To find the expression for the rate constant (\(k\)) for a first-order gas-phase reaction \(A \to B + C\), we can follow these steps:
This is a first-order reaction, and the expression for the rate constant for a first-order reaction is based on the change in pressure over time.
- Initial Conditions: Initially, only gas A is present with pressure \(p_i\). Therefore, the total initial pressure is \(p_i\).
- At Time t: Let the change in pressure due to the conversion of A to B and C be \(x\). The total pressure at any time \(t\) is given by: \(P_t = p_i - x + x + x = p_i + x\), as the stoichiometry of the reaction shows that A converts into two moles of products. Therefore, the increase in pressure is equal to \(x\).
- Using the total pressure: At time \(t\), the expression for total pressure can be rearranged to find \(x\): \(x = P_t - p_i\).

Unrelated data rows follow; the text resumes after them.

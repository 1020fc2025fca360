//! Render-ready projections of search and roster state. Pure functions; the
//! front end decides how they look.

use shared::domain::{Patient, PatientId};

use crate::search::{SearchPhase, SearchState};

#[derive(Debug, Clone, PartialEq, Eq)]
pub enum Avatar {
    Photo(String),
    Initial(char),
    Blank,
}

impl Avatar {
    pub fn for_patient(patient: &Patient) -> Self {
        match patient.profile_photo.as_deref().map(str::trim) {
            Some(url) if !url.is_empty() => Avatar::Photo(url.to_string()),
            _ => patient
                .avatar_initial()
                .map(Avatar::Initial)
                .unwrap_or(Avatar::Blank),
        }
    }
}

#[derive(Debug, Clone, PartialEq, Eq)]
pub struct ResultRow {
    pub patient: Patient,
    pub is_linked: bool,
}

#[derive(Debug, Clone, PartialEq, Eq)]
pub enum SearchView {
    /// Nothing typed yet.
    Idle,
    /// Waiting on the debounce window or the directory; rows are the last
    /// results still on screen.
    Searching { rows: Vec<ResultRow> },
    Failed { message: String },
    NoResults { query: String },
    Results(Vec<ResultRow>),
}

impl SearchView {
    pub fn from_state(state: &SearchState, roster: &[Patient]) -> Self {
        if let Some(message) = &state.error {
            return SearchView::Failed {
                message: message.clone(),
            };
        }
        if state.is_blank() {
            return SearchView::Idle;
        }

        let rows = rows_for(&state.results, roster);
        if state.pending || state.phase == SearchPhase::Debouncing {
            return SearchView::Searching { rows };
        }
        if rows.is_empty() {
            return SearchView::NoResults {
                query: state.query.clone(),
            };
        }
        SearchView::Results(rows)
    }
}

fn rows_for(results: &[Patient], roster: &[Patient]) -> Vec<ResultRow> {
    results
        .iter()
        .map(|patient| ResultRow {
            is_linked: roster.iter().any(|linked| linked.id == patient.id),
            patient: patient.clone(),
        })
        .collect()
}

#[derive(Debug, Clone, PartialEq, Eq)]
pub struct RosterRow {
    pub id: PatientId,
    pub name: String,
    pub condition: String,
    pub avatar: Avatar,
}

#[derive(Debug, Clone, PartialEq, Eq)]
pub enum RosterView {
    Empty,
    Listed { rows: Vec<RosterRow>, total: usize },
}

impl RosterView {
    pub fn from_patients(patients: &[Patient]) -> Self {
        if patients.is_empty() {
            return RosterView::Empty;
        }
        let rows: Vec<RosterRow> = patients
            .iter()
            .map(|patient| RosterRow {
                id: patient.id.clone(),
                name: patient.name.clone(),
                condition: patient.condition.clone(),
                avatar: Avatar::for_patient(patient),
            })
            .collect();
        let total = rows.len();
        RosterView::Listed { rows, total }
    }
}

#[cfg(test)]
#[path = "tests/view_tests.rs"]
mod tests;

- Finding the Expression for the Rate Constant: The concentration of A at time \(t\) is related to its pressure and is given by \(p_i - x = 2p_i - P_t\).
- Form of the First-Order Rate Constant: The rate constant \(k\) for a first-order reaction is expressed as: \(k = \frac{1}{t} \ln \frac{\text{Initial Pressure}}{\text{Pressure at time } t}\).
- Substituting Values: Hence, \(k = \frac{1}{t} \ln \left( \frac{p_i}{2p_i - P_t} \right)\).
Thus, the correct expression for the rate constant \(k\) is \(\frac{1}{t} \ln \frac{p_i}{2p_i - P_t}\).